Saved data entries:
- Opening Delimiter -

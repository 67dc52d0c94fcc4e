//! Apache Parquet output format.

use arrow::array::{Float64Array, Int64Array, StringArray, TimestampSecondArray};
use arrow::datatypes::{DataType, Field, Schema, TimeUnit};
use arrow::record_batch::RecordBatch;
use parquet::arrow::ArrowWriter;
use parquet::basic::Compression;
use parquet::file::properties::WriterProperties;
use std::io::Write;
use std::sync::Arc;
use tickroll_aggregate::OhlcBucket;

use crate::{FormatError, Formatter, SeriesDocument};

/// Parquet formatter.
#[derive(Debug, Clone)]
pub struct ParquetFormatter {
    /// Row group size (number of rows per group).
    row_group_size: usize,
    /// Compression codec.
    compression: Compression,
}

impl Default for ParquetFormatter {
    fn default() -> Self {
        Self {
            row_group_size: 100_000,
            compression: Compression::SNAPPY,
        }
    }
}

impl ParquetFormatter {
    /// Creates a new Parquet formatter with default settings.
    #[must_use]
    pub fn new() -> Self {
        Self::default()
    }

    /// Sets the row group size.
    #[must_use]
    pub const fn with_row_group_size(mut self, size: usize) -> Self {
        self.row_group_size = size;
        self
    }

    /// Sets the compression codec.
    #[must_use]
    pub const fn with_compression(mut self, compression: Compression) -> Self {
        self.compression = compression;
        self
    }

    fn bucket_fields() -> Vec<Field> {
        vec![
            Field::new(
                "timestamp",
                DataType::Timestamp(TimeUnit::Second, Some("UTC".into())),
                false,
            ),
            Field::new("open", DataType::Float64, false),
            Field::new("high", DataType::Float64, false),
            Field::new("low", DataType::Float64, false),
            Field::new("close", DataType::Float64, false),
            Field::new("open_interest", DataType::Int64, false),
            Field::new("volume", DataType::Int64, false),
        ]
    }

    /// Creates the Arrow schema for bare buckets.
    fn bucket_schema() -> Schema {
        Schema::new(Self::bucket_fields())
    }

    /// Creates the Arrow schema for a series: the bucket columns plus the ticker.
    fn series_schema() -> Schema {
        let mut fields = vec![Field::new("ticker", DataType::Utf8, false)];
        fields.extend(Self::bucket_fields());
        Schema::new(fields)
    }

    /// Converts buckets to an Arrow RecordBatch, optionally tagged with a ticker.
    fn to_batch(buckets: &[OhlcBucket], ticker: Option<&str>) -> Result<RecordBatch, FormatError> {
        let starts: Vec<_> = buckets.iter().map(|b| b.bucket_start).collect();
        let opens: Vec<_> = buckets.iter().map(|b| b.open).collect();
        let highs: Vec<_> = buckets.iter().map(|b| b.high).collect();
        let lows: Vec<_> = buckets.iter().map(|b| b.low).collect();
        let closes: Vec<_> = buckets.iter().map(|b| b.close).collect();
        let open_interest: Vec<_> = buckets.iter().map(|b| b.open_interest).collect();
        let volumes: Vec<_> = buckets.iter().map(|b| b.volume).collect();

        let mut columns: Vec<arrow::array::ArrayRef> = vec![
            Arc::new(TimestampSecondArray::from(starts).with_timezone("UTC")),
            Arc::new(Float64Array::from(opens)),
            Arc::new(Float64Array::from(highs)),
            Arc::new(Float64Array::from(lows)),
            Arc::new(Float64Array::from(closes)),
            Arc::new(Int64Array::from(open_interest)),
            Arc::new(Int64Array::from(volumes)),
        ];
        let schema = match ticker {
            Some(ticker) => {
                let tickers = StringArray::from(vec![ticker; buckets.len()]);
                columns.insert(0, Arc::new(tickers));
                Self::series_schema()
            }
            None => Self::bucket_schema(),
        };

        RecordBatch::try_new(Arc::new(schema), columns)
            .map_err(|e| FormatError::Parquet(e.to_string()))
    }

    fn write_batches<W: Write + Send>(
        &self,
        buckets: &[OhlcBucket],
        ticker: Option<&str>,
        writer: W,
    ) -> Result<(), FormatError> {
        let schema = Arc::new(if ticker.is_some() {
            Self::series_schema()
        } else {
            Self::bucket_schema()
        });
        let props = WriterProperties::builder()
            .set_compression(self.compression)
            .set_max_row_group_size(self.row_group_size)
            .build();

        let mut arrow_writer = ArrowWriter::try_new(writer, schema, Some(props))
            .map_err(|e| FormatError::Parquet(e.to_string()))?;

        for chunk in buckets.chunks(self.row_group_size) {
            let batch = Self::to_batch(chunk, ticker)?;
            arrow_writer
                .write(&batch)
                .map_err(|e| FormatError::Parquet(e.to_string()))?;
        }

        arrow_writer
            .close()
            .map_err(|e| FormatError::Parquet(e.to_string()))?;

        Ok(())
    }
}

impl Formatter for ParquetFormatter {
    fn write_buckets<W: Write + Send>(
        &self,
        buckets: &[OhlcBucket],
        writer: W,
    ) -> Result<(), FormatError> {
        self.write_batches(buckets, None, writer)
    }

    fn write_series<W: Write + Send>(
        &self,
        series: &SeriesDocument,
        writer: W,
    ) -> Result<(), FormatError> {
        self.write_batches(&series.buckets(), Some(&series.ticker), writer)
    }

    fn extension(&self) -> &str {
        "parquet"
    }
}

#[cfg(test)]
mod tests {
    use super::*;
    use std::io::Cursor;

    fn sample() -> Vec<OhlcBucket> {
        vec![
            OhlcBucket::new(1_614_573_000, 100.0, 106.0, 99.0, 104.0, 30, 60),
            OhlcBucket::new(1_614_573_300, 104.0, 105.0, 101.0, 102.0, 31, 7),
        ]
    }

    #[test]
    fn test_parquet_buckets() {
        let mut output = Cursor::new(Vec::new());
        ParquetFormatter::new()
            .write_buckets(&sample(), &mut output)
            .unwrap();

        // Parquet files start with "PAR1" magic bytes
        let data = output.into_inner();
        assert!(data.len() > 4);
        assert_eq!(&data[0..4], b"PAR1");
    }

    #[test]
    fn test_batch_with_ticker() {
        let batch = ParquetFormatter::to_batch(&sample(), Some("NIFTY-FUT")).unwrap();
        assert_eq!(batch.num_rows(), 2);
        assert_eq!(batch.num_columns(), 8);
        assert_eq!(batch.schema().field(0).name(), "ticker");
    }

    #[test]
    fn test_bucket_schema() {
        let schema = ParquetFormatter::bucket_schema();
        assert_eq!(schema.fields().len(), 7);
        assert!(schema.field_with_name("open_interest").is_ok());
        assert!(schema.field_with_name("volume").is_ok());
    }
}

- Closing Delimiter -
- Opening Delimiter -

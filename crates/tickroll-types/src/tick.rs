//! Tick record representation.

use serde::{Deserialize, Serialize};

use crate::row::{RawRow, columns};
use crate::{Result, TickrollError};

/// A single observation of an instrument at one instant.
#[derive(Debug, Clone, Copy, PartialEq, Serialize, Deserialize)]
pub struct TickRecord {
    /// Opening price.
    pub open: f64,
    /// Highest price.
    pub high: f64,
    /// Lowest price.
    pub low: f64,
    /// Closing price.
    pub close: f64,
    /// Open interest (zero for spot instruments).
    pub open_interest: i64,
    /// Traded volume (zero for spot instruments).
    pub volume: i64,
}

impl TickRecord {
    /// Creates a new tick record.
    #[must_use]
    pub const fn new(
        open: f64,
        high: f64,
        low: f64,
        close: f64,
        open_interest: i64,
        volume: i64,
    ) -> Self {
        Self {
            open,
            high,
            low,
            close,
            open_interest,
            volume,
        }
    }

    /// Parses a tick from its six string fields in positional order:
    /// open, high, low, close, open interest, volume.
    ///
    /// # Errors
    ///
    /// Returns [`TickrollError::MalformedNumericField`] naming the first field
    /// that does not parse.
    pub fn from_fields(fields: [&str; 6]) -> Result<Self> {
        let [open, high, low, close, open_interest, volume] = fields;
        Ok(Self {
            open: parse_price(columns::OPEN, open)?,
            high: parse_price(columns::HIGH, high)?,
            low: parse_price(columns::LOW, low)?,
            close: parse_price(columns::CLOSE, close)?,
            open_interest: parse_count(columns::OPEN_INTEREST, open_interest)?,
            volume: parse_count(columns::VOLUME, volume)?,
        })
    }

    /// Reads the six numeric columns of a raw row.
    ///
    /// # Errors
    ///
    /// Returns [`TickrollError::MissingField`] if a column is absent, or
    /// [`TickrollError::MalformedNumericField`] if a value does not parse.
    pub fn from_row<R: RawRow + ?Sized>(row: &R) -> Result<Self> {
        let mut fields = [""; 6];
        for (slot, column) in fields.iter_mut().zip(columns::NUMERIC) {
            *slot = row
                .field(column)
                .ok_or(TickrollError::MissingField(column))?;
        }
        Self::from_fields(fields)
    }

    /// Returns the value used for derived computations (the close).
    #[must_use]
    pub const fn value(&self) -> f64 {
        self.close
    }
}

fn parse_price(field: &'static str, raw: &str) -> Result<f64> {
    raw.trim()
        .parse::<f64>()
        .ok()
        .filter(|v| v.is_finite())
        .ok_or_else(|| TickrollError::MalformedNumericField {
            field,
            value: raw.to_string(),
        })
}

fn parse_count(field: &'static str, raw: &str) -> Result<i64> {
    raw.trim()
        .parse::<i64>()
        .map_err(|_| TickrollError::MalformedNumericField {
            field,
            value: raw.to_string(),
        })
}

- Closing Delimiter -

In the records above, find every line that contains the word "lows" and copy it.

        let lows: Vec<_> = buckets.iter().map(|b| b.low).collect();
            Arc::new(Float64Array::from(lows)),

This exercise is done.